Au fil de cette rapide analyse, il n’en reste pas moins que la coupelle née d’une esthétique postarcadienne était destinée à contenir du sel l’espace d’un repas, le temps d’un festin. Il fallait ensuite le remettre dans un environnement autre, plus propice à sa conservation. Cette pièce mineure dans les arts de la table rappelle le soin porté à ces parures. En effet, pour conserver le sel de manière optimale et éviter qu’il ne s’agglomère ou ne perde en qualité, il faut le stocker dans un contenant hermétique. Le bois a fait place à un pot en verre avec un couvercle étanche ou un contenant en plastique résistant à l’humidité. Un endroit sec, à l’abri de l’humidité, empêchera l’agglomération du sel. Pas non plus de sources de chaleur directe, de chaleur excessive pouvant altérer la qualité du sel. De même, stocker le sel dans un endroit sombre peut aider à maintenir sa qualité en évitant toute exposition prolongée à la lumière directe du soleil. Le sel bien stocké peut rester utilisable pendant de nombreuses années. Si le sel a commencé à former des grumeaux ou à absorber de l’humidité, cassé en morceaux et tamisé il sera réutilisable.

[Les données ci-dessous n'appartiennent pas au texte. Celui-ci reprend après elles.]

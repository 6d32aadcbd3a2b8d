//! Hostile entity: a two-state (Alive/Dead) walker that chases the player

use glam::Vec3;
use serde::{Deserialize, Serialize};

use super::collision::Positioned;
use crate::config::EnemyConfig;
use crate::{flatten, yaw_toward};

/// Life state. `Dead` is terminal.
#[derive(Debug, Clone, Copy, PartialEq, Serialize, Deserialize)]
pub enum LifeState {
    Alive,
    Dead {
        /// Sim time of death
        at: f32,
        /// Killed by a head hit (head collider detached)
        headshot: bool,
    },
}

/// What the lifecycle manager should do with an entity after its update
#[derive(Debug, Clone, Copy, PartialEq, Eq)]
pub enum EnemyStatus {
    Active,
    /// Dead longer than the despawn delay; remove it
    Expired,
}

/// Collider shape used by the hit-scan resolver
#[derive(Debug, Clone, Copy, PartialEq)]
pub struct HitSphere {
    pub center: Vec3,
    pub radius: f32,
}

/// One hostile
#[derive(Debug, Clone, Serialize, Deserialize)]
pub struct Enemy {
    pub id: u32,
    /// Base (feet) position
    pub position: Vec3,
    /// Facing (rotation about +Y)
    pub yaw: f32,
    pub health: f32,
    pub state: LifeState,
    /// Sim time of the last attack
    last_attack: Option<f32>,
    /// Walk animation phase (radians, wraps)
    pub walk_phase: f32,
}

impl Positioned for Enemy {
    fn position(&self) -> Vec3 {
        self.position
    }
}

impl Enemy {
    pub fn new(id: u32, position: Vec3, health: f32) -> Self {
        Self {
            id,
            position,
            yaw: 0.0,
            health,
            state: LifeState::Alive,
            last_attack: None,
            walk_phase: 0.0,
        }
    }

    #[inline]
    pub fn is_dead(&self) -> bool {
        matches!(self.state, LifeState::Dead { .. })
    }

    #[inline]
    pub fn is_alive(&self) -> bool {
        !self.is_dead()
    }

    pub fn died_at(&self) -> Option<f32> {
        match self.state {
            LifeState::Dead { at, .. } => Some(at),
            LifeState::Alive => None,
        }
    }

    /// The head collider is gone after a headshot kill
    pub fn has_head(&self) -> bool {
        !matches!(self.state, LifeState::Dead { headshot: true, .. })
    }

    /// World y above which a hit counts as a headshot
    pub fn headshot_line(&self, config: &EnemyConfig) -> f32 {
        self.position.y + config.headshot_threshold
    }

    pub fn body_sphere(&self, config: &EnemyConfig) -> HitSphere {
        HitSphere {
            center: self.position + Vec3::Y * config.body_height,
            radius: config.body_radius,
        }
    }

    pub fn head_sphere(&self, config: &EnemyConfig) -> Option<HitSphere> {
        self.has_head().then(|| HitSphere {
            center: self.position + Vec3::Y * config.head_height,
            radius: config.head_radius,
        })
    }

    /// Ground-plane distance to `target`
    pub fn distance_to(&self, target: Vec3) -> f32 {
        flatten(target - self.position).length()
    }

    pub fn in_attack_range(&self, target: Vec3, config: &EnemyConfig) -> bool {
        self.distance_to(target) <= config.attack_range
    }

    /// Apply damage. Returns true only on the hit that kills.
    pub fn take_damage(&mut self, amount: f32, headshot: bool, now: f32) -> bool {
        if self.is_dead() {
            return false;
        }
        self.health -= amount;
        if self.health <= 0.0 {
            self.state = LifeState::Dead { at: now, headshot };
            return true;
        }
        false
    }

    pub fn can_attack(&self, now: f32, config: &EnemyConfig) -> bool {
        self.is_alive()
            && self
                .last_attack
                .is_none_or(|last| now - last >= config.attack_cooldown)
    }

    /// Strike if allowed; returns the damage dealt (0 when not permitted)
    pub fn attack(&mut self, now: f32, damage: f32, config: &EnemyConfig) -> f32 {
        if !self.can_attack(now, config) {
            return 0.0;
        }
        self.last_attack = Some(now);
        damage
    }

    /// Advance one tick toward `player` and report whether to despawn
    pub fn update(&mut self, player: Vec3, dt: f32, now: f32, config: &EnemyConfig) -> EnemyStatus {
        if let LifeState::Dead { at, .. } = self.state {
            return if now - at > config.despawn_delay {
                EnemyStatus::Expired
            } else {
                EnemyStatus::Active
            };
        }

        let dir = flatten(player - self.position).normalize_or_zero();
        if dir != Vec3::ZERO {
            self.yaw = yaw_toward(dir);
        }
        if !self.in_attack_range(player, config) {
            let step = config.speed * dt;
            self.position += dir * step;
            self.walk_phase =
                (self.walk_phase + step * config.walk_cycle_rate) % std::f32::consts::TAU;
        }
        EnemyStatus::Active
    }
}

Il n’empêche que cette omniprésence aux repas a généré toute une typologie, outre ces coupelles, de salières, de poivrières, souvent conjointes, qui ont permis la constitution de collections retraçant au mieux la curiosité du collectionneur …

Eléments bibliographiques

  • Jean-Claude Berchet, Et in Arcadia ego !, in : Romantisme, n° 51,‎ 1986, pp. 85-104
  • Christophe Comentale, Cent ans d’art en Chine ; préf. d’Emmanuel Lincot. Bourg : les éditions du Canoë, 2023. 537 p. : ill. Bibliog. Index.
  • Jean-Louis Hourquet, Que philosopher, c’est apprendre à mourir : une autre lecture des Bergers d’Arcadie de Nicolas Poussin, in : Dix-Septième Siècle, vol. 2, nos 263,‎ 2014, pp. 301-322
  • Erwin Panofsky, L’Œuvre d’art et ses significations, Paris, Gallimard, coll. Folio/Essais, 1969, 620 p. 
  • Jean-Louis Vieillard-Baron, Et in Arcadia ego. Poussin ou l’immortalité du Beau, Paris : Hermann, 2010.